### Material to process
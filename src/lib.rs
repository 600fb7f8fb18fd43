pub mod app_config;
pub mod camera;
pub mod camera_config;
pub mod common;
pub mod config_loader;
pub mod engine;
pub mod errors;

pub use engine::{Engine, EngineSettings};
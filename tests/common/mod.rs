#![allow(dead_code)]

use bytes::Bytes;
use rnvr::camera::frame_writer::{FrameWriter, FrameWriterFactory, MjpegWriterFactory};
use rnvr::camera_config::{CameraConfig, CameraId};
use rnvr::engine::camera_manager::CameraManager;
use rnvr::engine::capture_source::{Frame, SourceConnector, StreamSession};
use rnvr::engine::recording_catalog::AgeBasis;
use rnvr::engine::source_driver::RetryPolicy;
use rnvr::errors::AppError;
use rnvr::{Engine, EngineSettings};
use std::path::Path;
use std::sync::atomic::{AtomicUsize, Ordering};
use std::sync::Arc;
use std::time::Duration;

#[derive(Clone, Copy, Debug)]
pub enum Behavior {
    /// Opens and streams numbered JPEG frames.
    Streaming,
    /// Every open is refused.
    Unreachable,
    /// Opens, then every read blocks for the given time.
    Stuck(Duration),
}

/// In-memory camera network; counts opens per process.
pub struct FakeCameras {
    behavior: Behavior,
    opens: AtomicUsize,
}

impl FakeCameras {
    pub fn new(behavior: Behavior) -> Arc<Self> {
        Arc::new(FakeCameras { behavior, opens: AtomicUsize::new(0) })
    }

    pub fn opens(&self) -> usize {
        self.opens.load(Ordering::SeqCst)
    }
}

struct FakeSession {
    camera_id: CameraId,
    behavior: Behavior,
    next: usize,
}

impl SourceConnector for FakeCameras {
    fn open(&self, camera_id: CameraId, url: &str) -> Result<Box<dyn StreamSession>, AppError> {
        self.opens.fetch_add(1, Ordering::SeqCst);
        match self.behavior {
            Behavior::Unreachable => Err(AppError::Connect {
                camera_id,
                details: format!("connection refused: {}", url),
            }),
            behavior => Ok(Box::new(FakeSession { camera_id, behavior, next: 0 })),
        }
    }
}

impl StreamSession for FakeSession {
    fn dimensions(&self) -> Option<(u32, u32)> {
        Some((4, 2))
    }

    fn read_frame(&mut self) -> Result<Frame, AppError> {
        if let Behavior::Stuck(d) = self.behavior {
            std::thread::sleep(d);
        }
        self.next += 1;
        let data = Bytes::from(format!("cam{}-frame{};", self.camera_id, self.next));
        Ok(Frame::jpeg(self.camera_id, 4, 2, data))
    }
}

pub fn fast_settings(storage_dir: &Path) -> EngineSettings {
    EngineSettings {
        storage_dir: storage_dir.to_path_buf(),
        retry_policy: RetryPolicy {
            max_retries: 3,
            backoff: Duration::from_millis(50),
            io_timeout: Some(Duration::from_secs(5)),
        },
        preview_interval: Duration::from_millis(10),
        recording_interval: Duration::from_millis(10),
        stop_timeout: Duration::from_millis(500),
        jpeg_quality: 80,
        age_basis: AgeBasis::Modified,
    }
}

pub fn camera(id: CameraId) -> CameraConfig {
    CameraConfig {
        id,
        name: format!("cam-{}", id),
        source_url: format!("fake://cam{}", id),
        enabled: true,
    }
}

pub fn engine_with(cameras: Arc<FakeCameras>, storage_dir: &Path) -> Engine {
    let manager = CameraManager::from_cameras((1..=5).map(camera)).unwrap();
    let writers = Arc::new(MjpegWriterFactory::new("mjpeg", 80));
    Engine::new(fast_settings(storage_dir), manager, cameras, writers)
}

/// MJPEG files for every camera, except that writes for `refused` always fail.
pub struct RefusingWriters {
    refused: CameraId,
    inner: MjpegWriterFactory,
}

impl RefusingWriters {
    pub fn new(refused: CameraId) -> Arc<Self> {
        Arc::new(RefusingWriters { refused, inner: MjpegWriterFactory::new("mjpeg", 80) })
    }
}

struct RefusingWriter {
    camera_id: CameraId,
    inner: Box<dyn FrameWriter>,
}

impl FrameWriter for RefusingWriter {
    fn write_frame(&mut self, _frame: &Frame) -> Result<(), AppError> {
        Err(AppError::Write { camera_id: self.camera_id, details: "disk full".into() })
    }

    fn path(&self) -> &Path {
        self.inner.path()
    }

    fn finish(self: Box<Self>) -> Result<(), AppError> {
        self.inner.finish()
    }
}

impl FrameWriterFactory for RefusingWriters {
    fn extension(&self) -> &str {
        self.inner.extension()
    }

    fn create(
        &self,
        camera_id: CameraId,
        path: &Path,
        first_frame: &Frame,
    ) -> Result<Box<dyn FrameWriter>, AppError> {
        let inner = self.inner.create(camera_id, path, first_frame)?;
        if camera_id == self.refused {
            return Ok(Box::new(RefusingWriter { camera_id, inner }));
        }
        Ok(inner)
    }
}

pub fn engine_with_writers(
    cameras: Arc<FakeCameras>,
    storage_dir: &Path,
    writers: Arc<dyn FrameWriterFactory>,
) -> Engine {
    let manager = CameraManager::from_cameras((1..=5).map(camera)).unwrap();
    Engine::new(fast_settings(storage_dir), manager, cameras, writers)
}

...

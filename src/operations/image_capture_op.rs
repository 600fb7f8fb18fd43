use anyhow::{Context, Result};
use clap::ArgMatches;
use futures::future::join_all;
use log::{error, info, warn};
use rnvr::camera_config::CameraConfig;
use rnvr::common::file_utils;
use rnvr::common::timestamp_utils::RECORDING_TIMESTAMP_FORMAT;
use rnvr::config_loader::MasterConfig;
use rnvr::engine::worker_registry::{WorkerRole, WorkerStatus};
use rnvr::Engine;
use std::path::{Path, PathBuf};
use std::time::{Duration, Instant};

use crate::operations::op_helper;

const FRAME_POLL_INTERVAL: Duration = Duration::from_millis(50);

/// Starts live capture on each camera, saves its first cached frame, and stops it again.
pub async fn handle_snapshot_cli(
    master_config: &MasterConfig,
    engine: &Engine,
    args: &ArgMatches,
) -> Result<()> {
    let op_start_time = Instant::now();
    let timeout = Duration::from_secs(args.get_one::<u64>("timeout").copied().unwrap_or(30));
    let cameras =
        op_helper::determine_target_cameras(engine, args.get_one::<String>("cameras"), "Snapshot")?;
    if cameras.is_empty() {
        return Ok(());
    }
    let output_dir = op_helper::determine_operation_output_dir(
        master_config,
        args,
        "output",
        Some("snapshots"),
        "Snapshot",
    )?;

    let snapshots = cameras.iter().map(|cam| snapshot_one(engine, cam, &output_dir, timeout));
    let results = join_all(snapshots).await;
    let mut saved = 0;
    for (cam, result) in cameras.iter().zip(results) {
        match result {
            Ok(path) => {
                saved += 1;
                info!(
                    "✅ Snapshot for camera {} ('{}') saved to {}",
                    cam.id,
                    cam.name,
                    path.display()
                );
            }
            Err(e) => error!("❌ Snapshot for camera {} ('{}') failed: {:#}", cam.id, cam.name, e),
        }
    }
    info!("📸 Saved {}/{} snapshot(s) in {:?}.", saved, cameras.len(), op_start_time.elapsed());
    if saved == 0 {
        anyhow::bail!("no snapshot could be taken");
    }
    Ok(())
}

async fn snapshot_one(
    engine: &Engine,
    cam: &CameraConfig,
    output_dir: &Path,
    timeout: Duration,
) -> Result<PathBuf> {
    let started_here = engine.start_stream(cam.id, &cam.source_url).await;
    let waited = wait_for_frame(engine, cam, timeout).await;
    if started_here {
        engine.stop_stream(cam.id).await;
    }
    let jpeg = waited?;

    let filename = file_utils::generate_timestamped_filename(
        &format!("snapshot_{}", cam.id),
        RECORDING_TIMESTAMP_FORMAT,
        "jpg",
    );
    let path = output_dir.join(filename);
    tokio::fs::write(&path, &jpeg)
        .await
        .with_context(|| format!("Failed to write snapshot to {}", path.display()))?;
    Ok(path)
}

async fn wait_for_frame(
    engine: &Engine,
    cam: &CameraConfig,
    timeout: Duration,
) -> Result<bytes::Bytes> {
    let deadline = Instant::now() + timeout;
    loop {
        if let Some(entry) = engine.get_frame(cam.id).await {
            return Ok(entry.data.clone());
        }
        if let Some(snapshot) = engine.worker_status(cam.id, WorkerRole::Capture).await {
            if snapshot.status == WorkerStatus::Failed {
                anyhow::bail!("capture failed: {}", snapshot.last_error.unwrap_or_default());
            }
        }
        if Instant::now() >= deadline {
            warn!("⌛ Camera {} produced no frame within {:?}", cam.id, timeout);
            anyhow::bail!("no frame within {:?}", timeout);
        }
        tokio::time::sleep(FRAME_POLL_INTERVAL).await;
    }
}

### Assigned task
After locating the line with "use rnvr::engine::recording_catalog::AgeBasis;" above, return that line and every later line through the one with "use std::sync::Arc;", word for word and with nothing else.

### Result for this task
use rnvr::engine::recording_catalog::AgeBasis;
use rnvr::engine::source_driver::RetryPolicy;
use rnvr::errors::AppError;
use rnvr::{Engine, EngineSettings};
use std::path::Path;
use std::sync::atomic::{AtomicUsize, Ordering};
use std::sync::Arc;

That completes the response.